Yeah. Good morning, guys. Tim, how should we think about the intake center closures and that strategy shift from a revenue standpoint? Are they-- You know, I understand the concept that, you know, the capacity is already constrained, so there's no real need to have those shops or those intake centers referring volume over. Do you expect any actual material impact on the top line from those closures?

Tim O'Day
President and Chief Executive Officer, Boyd Group Services

Not at all. No, we're trading off work. The reason that we closed a number of intake centers is that we didn't have capacity to service the incremental business, and it didn't make sense to bear the expense. Well, the expense, you know, wasn't material. It just didn't make sense to continue that. We do have a very successful model. We know how to deploy it. I think, you know, when at whatever point the market returns to, you know, demand, where we're really looking to identify more demand, I'm confident in our ability to pull the intake center strategy back in. We know how to execute it and it does work well, just isn't necessary in the current environment.

Steve Hansen
Managing Director, Equity Analyst, Raymond James

Okay. No, that's very helpful. Then just on the margin front, it sounds like you're pretty confident in labor margins improving incrementally as you get additional price and perhaps some additional throughput. I just wanted to be a little bit more clear on the idea around complexity and/or severity. Is there a difference between that severity and new car impact that you're describing? I'm just trying to parse out some of the differences there. I think as you described in earlier, in Chris' comment, there's the new car issue, but there's also a drivable versus a non-drivable. Can you just maybe help us understand that issue a little bit better as it relates to margins?

Tim O'Day
President and Chief Executive Officer, Boyd Group Services

I think the anytime you shift mix toward parts and away from labor in terms of the total mix, your, you know, overall gross margin is going to be impacted because part margins, while it's not exact, part margins are about half of what labor margins are. That shift will impact the overall gross margin. You know, the cause of the higher mix of parts right now, one is a systematic or not systematic, it's a trend that will continue, which is vehicle complexity. The other trend is high used car values, which are causing insurers to repair cars that, you know, in a normal environment would have been totaled out. Those cars tend to have more damage because they're, you know, high-value repairs.

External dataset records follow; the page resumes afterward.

#[cfg(test)]
mod tests {
    use super::*;
    use corrlab_core::params::Params;
    use corrlab_core::{correlation, generate_seeded};
    use ratatui::backend::TestBackend;

    fn make_app() -> TuiApp {
        TuiApp::new(Notebook::with_defaults())
    }

    fn screen(app: &TuiApp, width: u16, height: u16) -> String {
        let mut terminal = Terminal::new(TestBackend::new(width, height)).unwrap();
        let frame = terminal.draw(|frame| app.render(frame)).unwrap();
        frame
            .buffer
            .content()
            .iter()
            .map(ratatui::buffer::Cell::symbol)
            .collect()
    }

    #[test]
    fn initial_state_is_evaluated() {
        let app = make_app();
        assert!(!app.should_quit);
        assert_eq!(app.focus, ParamId::SampleSize);
        assert!(app.show_table);
        assert!(app.show_logs);
        assert_eq!(app.notebook().generation(), 1);
        assert!(app.notebook().dirty_cells().is_empty());
        assert_eq!(app.logs.len(), CellId::TOPOLOGICAL_ORDER.len());
        assert_eq!(app.history.len(), 1);
    }

    #[test]
    fn first_pass_logs_every_cell_in_order() {
        let app = make_app();
        for (line, cell) in app.logs.iter().zip(CellId::TOPOLOGICAL_ORDER) {
            assert!(line.starts_with("#1 "), "{line}");
            assert!(line.contains(cell.name()), "{line}");
        }
    }

    #[test]
    fn increase_recomputes_and_matches_direct_computation() {
        let mut app = make_app();
        app.handle_key_action(KeyAction::Increase);
        assert_eq!(app.notebook().params().n(), 250);
        assert_eq!(app.notebook().generation(), 2);

        let expected = correlation(&generate_seeded(&app.notebook().params(), app.notebook().seed()));
        let r = app.notebook().correlation().unwrap().unwrap();
        assert!((r - expected.unwrap()).abs() < 1e-12);
        assert_eq!(app.history.len(), 2);
    }

    #[test]
    fn slope_change_skips_seed_cell() {
        let mut app = make_app();
        app.handle_key_action(KeyAction::SelectNext);
        assert_eq!(app.focus, ParamId::Slope);
        let before = app.logs.len();
        app.handle_key_action(KeyAction::Decrease);

        let pass: Vec<&String> = app.logs[before..].iter().collect();
        assert_eq!(pass.len(), 6);
        assert!(pass.iter().all(|l| l.starts_with("#2 ")));
        assert!(!pass.iter().any(|l| l.contains(" seed ")));
    }

    #[test]
    fn select_wraps_around() {
        let mut app = make_app();
        app.handle_key_action(KeyAction::SelectPrev);
        assert_eq!(app.focus, ParamId::Noise);
        app.handle_key_action(KeyAction::SelectNext);
        assert_eq!(app.focus, ParamId::SampleSize);
    }

    #[test]
    fn saturated_slider_does_not_recompute() {
        let mut app = make_app();
        app.handle_key_action(KeyAction::Max);
        assert_eq!(app.notebook().params().n(), 1000);
        let generation = app.notebook().generation();
        app.handle_key_action(KeyAction::Increase);
        assert_eq!(app.notebook().generation(), generation);
    }

    #[test]
    fn min_and_reset() {
        let mut app = make_app();
        app.focus = ParamId::Noise;
        app.handle_key_action(KeyAction::Min);
        assert!(app.notebook().params().noise().abs() < f64::EPSILON);
        let r = app.notebook().correlation().unwrap().unwrap();
        assert!((r - 1.0).abs() < 1e-9);

        app.handle_key_action(KeyAction::Reset);
        assert_eq!(app.notebook().params(), Params::default());
    }

    #[test]
    fn reseed_changes_data() {
        let mut app = make_app();
        let before = app.notebook().dataset().unwrap().clone();
        app.handle_key_action(KeyAction::Reseed);
        assert_eq!(app.notebook().seed(), corrlab_core::DEFAULT_SEED + 1);
        assert_ne!(app.notebook().dataset().unwrap(), &before);
        assert!(app.logs.iter().any(|l| l.starts_with("#2 seed ")));
    }

    #[test]
    fn degenerate_correlation_is_logged_not_fatal() {
        let mut app = make_app();
        app.notebook.set_params(Params::new(200, 0.0, 0.0).unwrap());
        app.recompute();

        assert!(app.notebook().correlation().unwrap().is_err());
        assert!(app.logs.iter().any(|l| l.starts_with("[WARN] correlation undefined")));
        assert!(app.notebook().summary().unwrap().contains("undefined"));
        assert!(!app.should_quit);

        app.focus = ParamId::Noise;
        app.handle_key_action(KeyAction::Increase);
        assert!(app.notebook().correlation().unwrap().is_ok());
    }

    #[test]
    fn toggles_and_quit() {
        let mut app = make_app();
        app.handle_key_action(KeyAction::ToggleTable);
        app.handle_key_action(KeyAction::ToggleLogs);
        assert!(!app.show_table);
        assert!(!app.show_logs);
        app.handle_message(TuiMessage::KeyPress(KeyAction::Quit));
        assert!(app.should_quit);
    }

    #[test]
    fn last_pass_sums_current_generation() {
        let mut app = make_app();
        let event = |generation, micros| {
            TuiMessage::Cell(corrlab_core::CellEvent {
                cell: CellId::Plot,
                generation,
                duration: Duration::from_micros(micros),
            })
        };
        app.handle_message(event(9, 100));
        app.handle_message(event(9, 50));
        assert_eq!(app.last_pass, Duration::from_micros(150));
        app.handle_message(event(10, 20));
        assert_eq!(app.last_pass, Duration::from_micros(20));
    }

    #[test]
    fn logs_are_capped() {
        let mut app = make_app();
        for i in 0..(MAX_LOGS + 20) {
            app.push_log(format!("line {i}"));
        }
        assert_eq!(app.logs.len(), MAX_LOGS);
        assert_eq!(app.log_scroll.offset, MAX_LOGS - 1);
        assert_eq!(app.logs.last().unwrap(), &format!("line {}", MAX_LOGS + 19));
    }

    #[test]
    fn ticks_leave_the_model_untouched() {
        let mut app = make_app();
        let logs = app.logs.len();
        let generation = app.notebook().generation();
        app.handle_message(TuiMessage::Tick);
        assert_eq!(app.logs.len(), logs);
        assert_eq!(app.notebook().generation(), generation);
        assert!(!app.should_quit);
    }

    #[test]
    fn key_press_messages_drive_the_notebook() {
        let mut app = make_app();
        let seed = app.notebook().seed();
        app.handle_message(TuiMessage::KeyPress(KeyAction::Reseed));
        assert_ne!(app.notebook().seed(), seed);
    }

    #[test]
    fn layout_partitions_screen() {
        let area = Rect::new(0, 0, 120, 40);
        let (header, left, right, footer) = TuiApp::compute_layout(area);
        assert_eq!(header.height, 3);
        assert_eq!(footer.height, 2);
        assert_eq!(left.height, 35);
        assert_eq!(left.width + right.width, 120);

        let (sliders, _, sparkline) = TuiApp::compute_controls_layout(left);
        assert_eq!(sliders.height, 9);
        assert_eq!(sparkline.height, 5);

        let (plot, details) = TuiApp::compute_output_layout(right, false);
        assert_eq!(plot, right);
        assert!(details.is_none());
        let (_, details) = TuiApp::compute_output_layout(right, true);
        assert_eq!(details.unwrap().height, DETAIL_HEIGHT);
    }

    #[test]
    fn full_render() {
        let app = make_app();
        let text = screen(&app, 140, 45);
        assert!(text.contains("seed 42"));
        assert!(text.contains("Sample size"));
        assert!(text.contains("Current settings"));
        assert!(text.contains("First 10 rows"));
        assert!(text.contains("Cell log"));
        assert!(text.contains("quit"));
    }

    #[test]
    fn render_without_details() {
        let mut app = make_app();
        app.handle_key_action(KeyAction::ToggleTable);
        app.handle_key_action(KeyAction::ToggleLogs);
        let text = screen(&app, 140, 45);
        assert!(!text.contains("First 10 rows"));
        assert!(!text.contains("Cell log"));
    }

    #[test]
    fn small_terminal_does_not_panic() {
        let app = make_app();
        screen(&app, 30, 10);
    }
}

That I would expect to normalize as used car values normalize and total loss rates normalize.

Steve Hansen
Managing Director, Equity Analyst, Raymond James

Perfect. Very helpful. Then just lastly on, as we think about that growth profile, and you referred to this earlier. Are the single shop, you know, the decision to accelerate the single shop acquisitions is clearly notable thus far in the quarter? Is the pace that we're seeing today thus far in Q1 a pace that you expect you can continue or accelerate through the year? Thanks.

Tim O'Day
President and Chief Executive Officer, Boyd Group Services

I think the only guidance we've really provided on that, Steve, is that we're confident in our ability to double the size of the business and we expect new units to be above what we had in 2023. You know, the challenge with providing specifics on that is that, you know, deals sometimes don't go through. We're pretty confident. We've got a good pipeline of accretive opportunities, and we've got a great team in place to execute on those.

Steve Hansen
Managing Director, Equity Analyst, Raymond James

Okay. Thank you, Tim.

Operator

Our next question will come from the line of Bret Jordan at Jefferies. Please go ahead.

Bret Jordan
Managing Director, Senior Equity Research Analyst, Jefferies LLC

Good morning, guys. You know, on that growth question, as you sort of look around the environment and clearly some others, consolidating the collision space as well, do you see any change, or have others taken a step back just given the pressures on internal costs and capacity? Do you see yourself, I guess, in a, you know, a changed competitive situation, either better or worse than you were two years ago in M&A?

Tim O'Day
President and Chief Executive Officer, Boyd Group Services

You know, we're pretty focused on single shops right now and greenfield, brownfield development. On that front, I'm not sure we've seen much of a change even over the past several years. I'm not sure that we get asked this question in every quarter, and it I usually answer it by saying, "I think it's too early to tell." I think what we have to look at is do, you know, do some of the growing private equity-backed competitors continue to, you know, buy multi-shop operations? They don't disclose their values, but do they continue to be aggressive with those acquisitions? I think I'm not sure what the answer to that is yet.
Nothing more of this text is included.